Runnable: Ready to run, waiting in a run queue (local or global).
Blocked: Waiting on a channel send/recv, mutex, syscall, or timer.

The blocked state is what makes goroutines efficient. When a goroutine blocks on a channel, the runtime removes it from the P’s local queue and parks it. The M picks the next goroutine without ever performing a blocking OS thread operation.

Goroutine Stack

Each goroutine starts with a tiny 2 KB stack (compared to 1 MB+ for an OS thread). The stack is dynamically growable — when a goroutine needs more stack space, the runtime copies the entire stack to a larger buffer.

// Stack growth is transparent
func recursive(n int) int {
    if n == 0 {
        return 0
    }
    // Each call expands the stack as needed
    return n + recursive(n-1)
}

The stack copy mechanism:

Runtime detects stack overflow via a guard page
Allocates a new stack (2x the current size, minimum 2 KB, maximum 1 GB on 64-bit)
Copies all stack frames using adjusted pointers
Updates all pointers in the heap that point to the old stack (this is why Go has a garbage collector — it tracks pointers)

Cooperative Scheduling & Preemption

Before Go 1.14, the scheduler was purely cooperative. A goroutine would run until it made a function call that triggered a scheduling point:

Channel send/recv
Mutex lock/unlock
time.Sleep
runtime.Gosched()
Memory allocation
System call

The problem: a tight loop without any function calls could starve other goroutines:

// Pre-Go 1.14: this loop never yields
for i := 0; i < 1e9; i++ {
    // No function calls — no scheduling point
}

Go 1.14 introduced async preemption. The runtime’s sysmon thread sends a SIGURG signal to a running M, causing the goroutine to yield at the next safe point (function prologue). This ensures no goroutine can monopolize a P.

Sysmon → SIGURG → M receives signal → goroutine yields → scheduler picks next G

Safe Points

Not every point in execution is safe to preempt.

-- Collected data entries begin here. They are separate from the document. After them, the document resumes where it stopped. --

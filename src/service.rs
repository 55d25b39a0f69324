//! The operation surface consumed by front ends
//!
//! [`WordService`] wires the store, the query engines, the validation
//! cache and the maintainer together. It holds no global state; every
//! collaborator is passed in, so several services (replicas) can share one
//! backend.

use crate::core::{FilterCriteria, MAX_WORD_LENGTH, PatternError, Word};
use crate::error::{Result, ServiceError};
use crate::maintenance::{
    CleanupReport, CollectionMaintainer, MaintenanceOptions, ScanProgress, ScreenFinding,
    ValidationSummary,
};
use crate::query::{self, FilterResult};
use crate::store::{
    BackupReport, BatchAddReport, CollectionStats, RemoveOutcome, StorageInfo, WordStore,
};
use crate::validation::{AcceptancePolicy, CacheStats, Decision, ValidationCache, ValidationRecord};
use serde::Serialize;
use std::sync::Arc;
use tokio_util::sync::CancellationToken;

#[derive(Debug, Clone, PartialEq, Eq, Serialize)]
pub struct AddOutcome {
    pub success: bool,
    pub was_new: bool,
    pub word: String,
    /// Present when the word went through dictionary validation
    pub validation: Option<ValidationRecord>,
    pub message: String,
}

#[derive(Debug, Clone, PartialEq, Eq, Serialize)]
pub struct RemoveReport {
    pub outcomes: Vec<(String, RemoveOutcome)>,
    pub removed_count: usize,
    pub not_found_count: usize,
}

#[derive(Debug, Clone, PartialEq, Eq, Serialize)]
pub struct WordPage {
    pub words: Vec<String>,
    pub total: usize,
}

#[derive(Debug, Clone, Serialize)]
pub struct HealthReport {
    pub total_words: usize,
    pub degraded: bool,
    pub snapshot_version: u64,
    pub storage: StorageInfo,
    pub storage_reachable: bool,
    pub storage_error: Option<String>,
    pub dictionary: String,
}

pub struct WordService {
    store: Arc<WordStore>,
    cache: Arc<ValidationCache>,
    maintainer: CollectionMaintainer,
    policy: AcceptancePolicy,
}

impl WordService {
    #[must_use]
    pub fn new(
        store: Arc<WordStore>,
        cache: Arc<ValidationCache>,
        options: MaintenanceOptions,
    ) -> Self {
        let policy = options.policy;
        Self {
            maintainer: CollectionMaintainer::new(store.clone(), cache.clone(), options),
            store,
            cache,
            policy,
        }
    }

    #[must_use]
    pub fn store(&self) -> &Arc<WordStore> {
        &self.store
    }

    #[must_use]
    pub const fn maintainer(&self) -> &CollectionMaintainer {
        &self.maintainer
    }

    // Reads

    #[must_use]
    pub fn filter(&self, criteria: &FilterCriteria) -> FilterResult {
        query::filter(&self.store.snapshot(), criteria)
    }

    #[must_use]
    pub fn stats(&self) -> CollectionStats {
        self.store.stats()
    }

    /// Wildcard search over words of exactly `length` letters
    ///
    /// # Errors
    /// `InvalidPattern` when the pattern is malformed or its length differs
    /// from `length`.
    pub fn interactive(&self, length: usize, pattern: &str) -> Result<Vec<String>> {
        Ok(query::match_pattern(&self.store.snapshot(), length, pattern)?)
    }

    #[must_use]
    pub fn check(&self, word: &str) -> bool {
        self.store.contains(word)
    }

    /// # Errors
    /// `InvalidPattern` when `length` is outside `1..=50`.
    pub fn by_length(&self, length: usize) -> Result<Vec<String>> {
        if length == 0 || length > MAX_WORD_LENGTH {
            return Err(PatternError::InvalidLength(length).into());
        }
        Ok(query::words_of_length(&self.store.snapshot(), length))
    }

    /// First `limit` words in store order, plus the collection size
    #[must_use]
    pub fn all(&self, limit: Option<usize>) -> WordPage {
        let snapshot = self.store.snapshot();
        let words = snapshot.words();
        let end = limit.map_or(words.len(), |l| l.min(words.len()));
        WordPage {
            words: words[..end].to_vec(),
            total: words.len(),
        }
    }

    // Validation

    pub async fn validate(&self, word: &str) -> ValidationRecord {
        self.cache.validate(word).await
    }

    pub async fn invalidate(&self, word: &str) -> bool {
        self.cache.invalidate(word).await
    }

    pub async fn cache_stats(&self) -> CacheStats {
        self.cache.stats().await
    }

    // Mutations

    /// Add one word, validating it against the dictionary unless skipped
    ///
    /// A dictionary rejection is reported as `success == false` with the
    /// validation record attached. Words already present are reported
    /// without a lookup.
    ///
    /// # Errors
    /// - `InvalidWord` for local format failures
    /// - `ExternalServiceUnavailable` if the dictionary could not be consulted
    /// - `PersistenceFailure` if the durable write fails
    pub async fn add(&self, raw: &str, skip_validation: bool) -> Result<AddOutcome> {
        let word = Word::with_min_length(raw, self.store.min_word_length())
            .map_err(|e| ServiceError::invalid_word(raw, &e))?
            .into_string();

        if skip_validation {
            let was_new = self.store.add(&word).await?;
            return Ok(added(word, was_new, None));
        }

        if self.store.contains(&word) {
            return Ok(added(word, false, None));
        }

        let record = self.cache.validate(&word).await;
        match self.policy.evaluate(&record) {
            Decision::Accept => {
                let was_new = self.store.add(&word).await?;
                Ok(added(word, was_new, Some(record)))
            }
            Decision::Reject(reason) => {
                tracing::info!(word = %word, reason = %reason, "word rejected by validation");
                Ok(AddOutcome {
                    success: false,
                    was_new: false,
                    message: format!("'{word}' was not added: {reason}"),
                    word,
                    validation: Some(record),
                })
            }
            Decision::Unverified(reason) => Err(ServiceError::ExternalServiceUnavailable(reason)),
        }
    }

    /// Add many words without dictionary validation
    ///
    /// # Errors
    /// `StorageUnavailable` if the durable document cannot be read and
    /// `PersistenceFailure` if the durable write fails; nothing is added.
    pub async fn add_batch<S: AsRef<str>>(&self, words: &[S]) -> Result<BatchAddReport> {
        self.store.add_batch(words).await
    }

    /// # Errors
    /// `PersistenceFailure` if the durable write fails.
    pub async fn remove(&self, word: &str) -> Result<RemoveOutcome> {
        self.store.remove(word).await
    }

    /// # Errors
    /// `PersistenceFailure` if the durable write fails; nothing is removed.
    pub async fn remove_batch<S: AsRef<str>>(&self, words: &[S]) -> Result<RemoveReport> {
        let outcomes = self.store.remove_batch(words).await?;
        let removed_count = outcomes
            .iter()
            .filter(|(_, o)| *o == RemoveOutcome::Removed)
            .count();
        Ok(RemoveReport {
            not_found_count: outcomes.len() - removed_count,
            removed_count,
            outcomes,
        })
    }

    // Maintenance

    pub async fn validate_collection<F>(
        &self,
        cancel: &CancellationToken,
        on_progress: F,
    ) -> ValidationSummary
    where
        F: FnMut(&ScanProgress) + Send,
    {
        self.maintainer.validate_collection(cancel, on_progress).await
    }

    /// # Errors
    /// See [`CollectionMaintainer::cleanup`].
    pub async fn cleanup<F>(
        &self,
        auto_remove: bool,
        cancel: &CancellationToken,
        on_progress: F,
    ) -> Result<CleanupReport>
    where
        F: FnMut(&ScanProgress) + Send,
    {
        self.maintainer
            .cleanup(auto_remove, cancel, on_progress)
            .await
    }

    /// Screen `words`, or the whole collection when `None`
    ///
    /// # Errors
    /// `Cancelled` if the token fires first.
    pub async fn screen(
        &self,
        words: Option<&[String]>,
        cancel: &CancellationToken,
    ) -> Result<Vec<ScreenFinding>> {
        match words {
            Some(words) => self.maintainer.screen(words, cancel).await,
            None => {
                let snapshot = self.store.snapshot();
                self.maintainer.screen(snapshot.words(), cancel).await
            }
        }
    }

    // Administration

    /// # Errors
    /// `StorageUnavailable` if the backend cannot be read; the previous
    /// collection keeps serving.
    pub async fn reload(&self) -> Result<usize> {
        self.store.load().await
    }

    /// # Errors
    /// `PersistenceFailure` if the backup cannot be written.
    pub async fn backup(&self) -> Result<BackupReport> {
        self.store.backup().await
    }

    pub async fn health(&self) -> HealthReport {
        let snapshot = self.store.snapshot();
        let probe = self.store.probe().await;
        HealthReport {
            total_words: snapshot.len(),
            degraded: self.store.is_degraded(),
            snapshot_version: snapshot.version(),
            storage: self.store.info(),
            storage_reachable: probe.is_ok(),
            storage_error: probe.err().map(|e| e.to_string()),
            dictionary: self.cache.source_name().to_string(),
        }
    }
}

fn added(word: String, was_new: bool, validation: Option<ValidationRecord>) -> AddOutcome {
    let message = if was_new {
        format!("Added '{word}'")
    } else {
        format!("'{word}' already exists")
    };
    AddOutcome {
        success: true,
        was_new,
        word,
        validation,
        message,
    }
}

#[cfg(test)]
mod tests {
    use super::*;
    use crate::store::MemoryBackend;
    use crate::validation::{CacheOptions, ScriptedSource, SourceError};
    use std::time::Duration;

    async fn service(words: &[&str], source: ScriptedSource) -> (Arc<ScriptedSource>, WordService) {
        let backend = Arc::new(MemoryBackend::with_words(words));
        let store = Arc::new(WordStore::new(backend, 2));
        store.load().await.unwrap();
        let source = Arc::new(source);
        let cache = Arc::new(ValidationCache::new(
            source.clone(),
            CacheOptions {
                min_interval: Duration::ZERO,
                ..CacheOptions::default()
            },
        ));
        let options = MaintenanceOptions {
            batch_pause: Duration::ZERO,
            ..MaintenanceOptions::default()
        };
        (source, WordService::new(store, cache, options))
    }

    #[tokio::test]
    async fn add_validated_word() {
        let (_, svc) = service(&["cat", "dog"], ScriptedSource::new().with_word("owl", &["a bird"])).await;
        let outcome = svc.add("owl", false).await.unwrap();
        assert!(outcome.success && outcome.was_new);
        assert!(outcome.validation.unwrap().is_valid());
        assert_eq!(svc.stats().total_words, 3);
    }

    #[tokio::test]
    async fn existing_word_skips_lookup() {
        let (source, svc) = service(&["cat"], ScriptedSource::new()).await;
        let outcome = svc.add("CAT", false).await.unwrap();
        assert!(outcome.success);
        assert!(!outcome.was_new);
        assert_eq!(source.call_count(), 0);
    }

    #[tokio::test]
    async fn rejected_word_is_not_added() {
        let (_, svc) = service(&["cat"], ScriptedSource::new().with_word("ox", &["a bovine"])).await;

        let unknown = svc.add("qzxv", false).await.unwrap();
        assert!(!unknown.success);
        assert!(unknown.validation.is_some());

        // Real word, but below the validation length floor
        let short = svc.add("ox", false).await.unwrap();
        assert!(!short.success);
        assert_eq!(svc.stats().total_words, 1);
    }

    #[tokio::test]
    async fn outage_fails_closed() {
        let (_, svc) = service(&[], ScriptedSource::new().with_error("owl", SourceError::Timeout)).await;
        assert!(matches!(
            svc.add("owl", false).await,
            Err(ServiceError::ExternalServiceUnavailable(_))
        ));
        assert!(!svc.check("owl"));
    }

    #[tokio::test]
    async fn skip_validation_adds_directly() {
        let (source, svc) = service(&[], ScriptedSource::new()).await;
        let outcome = svc.add("zyxt", true).await.unwrap();
        assert!(outcome.was_new);
        assert!(outcome.validation.is_none());
        assert_eq!(source.call_count(), 0);
    }

    #[tokio::test]
    async fn malformed_add_is_invalid_word() {
        let (_, svc) = service(&[], ScriptedSource::new()).await;
        assert!(matches!(
            svc.add("c4t", true).await,
            Err(ServiceError::InvalidWord { .. })
        ));
    }

    #[tokio::test]
    async fn remove_batch_counts() {
        let (_, svc) = service(&["cat", "dog"], ScriptedSource::new()).await;
        let report = svc.remove_batch(&["cat", "emu"]).await.unwrap();
        assert_eq!(report.removed_count, 1);
        assert_eq!(report.not_found_count, 1);
    }

    #[tokio::test]
    async fn by_length_bounds() {
        let (_, svc) = service(&["cat", "crane"], ScriptedSource::new()).await;
        assert_eq!(svc.by_length(5).unwrap(), vec!["crane"]);
        assert!(matches!(svc.by_length(0), Err(ServiceError::InvalidPattern(_))));
        assert!(matches!(svc.by_length(51), Err(ServiceError::InvalidPattern(_))));
    }

    #[tokio::test]
    async fn all_pages() {
        let (_, svc) = service(&["cat", "dog", "owl"], ScriptedSource::new()).await;
        let page = svc.all(Some(2));
        assert_eq!(page.words, vec!["cat", "dog"]);
        assert_eq!(page.total, 3);
        assert_eq!(svc.all(None).words.len(), 3);
    }

    #[tokio::test]
    async fn health_reports_backend() {
        let (_, svc) = service(&["cat"], ScriptedSource::new()).await;
        let health = svc.health().await;
        assert_eq!(health.total_words, 1);
        assert!(!health.degraded);
        assert!(health.storage_reachable);
        assert_eq!(health.storage.provider, "memory");
        assert_eq!(health.dictionary, "scripted");
    }

    #[tokio::test]
    async fn invalidate_refetches() {
        let (source, svc) = service(&[], ScriptedSource::new().with_word("owl", &["a bird"])).await;
        svc.validate("owl").await;
        assert!(svc.invalidate("owl").await);
        svc.validate("owl").await;
        assert_eq!(source.call_count(), 2);
        assert_eq!(svc.cache_stats().await.misses, 2);
    }

    #[tokio::test]
    async fn screen_whole_collection() {
        let (_, svc) = service(&["ox", "owl"], ScriptedSource::new().with_word("owl", &["a bird"])).await;
        let findings = svc.screen(None, &CancellationToken::new()).await.unwrap();
        assert_eq!(findings.len(), 1);
        assert_eq!(findings[0].word, "ox");
    }
}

The runtime tracks “safe points” — locations where the goroutine’s stack is in a consistent state (function entry, loop back-edge). The signal handler sets a flag, and the goroutine checks the flag at the next safe point.

Local & Global Run Queues

Each P has a local run queue — a lock-free ring buffer that holds up to 256 goroutines. The scheduler pops from the local queue first because it is fast (no lock needed for the M that owns the P).

The global run queue is a linked list protected by a mutex. Goroutines from go statements that cannot fit in a P’s local queue go here. The scheduler checks the global queue every 61st scheduling iteration to ensure fairness.

// Scheduling decision
func schedule(p *P) *G {
    // Every 61 iterations, check global queue
    if s.ticks%61 == 0 {
        if g := globalQueue.pop(); g != nil {
            return g
        }
    }
    // Prefer local queue
    if g := p.localQueue.pop(); g != nil {
        return g
    }
    // Fall back to global
    if g := globalQueue.pop(); g != nil {
        return g
    }
    return nil
}

The 61:1 ratio ensures that goroutines in the global queue eventually get CPU time, preventing starvation.

Work Stealing

When an M finishes executing all goroutines in its P’s local queue and the global queue is empty, it does not go idle immediately. It picks another P at random and tries to steal half of its local queue.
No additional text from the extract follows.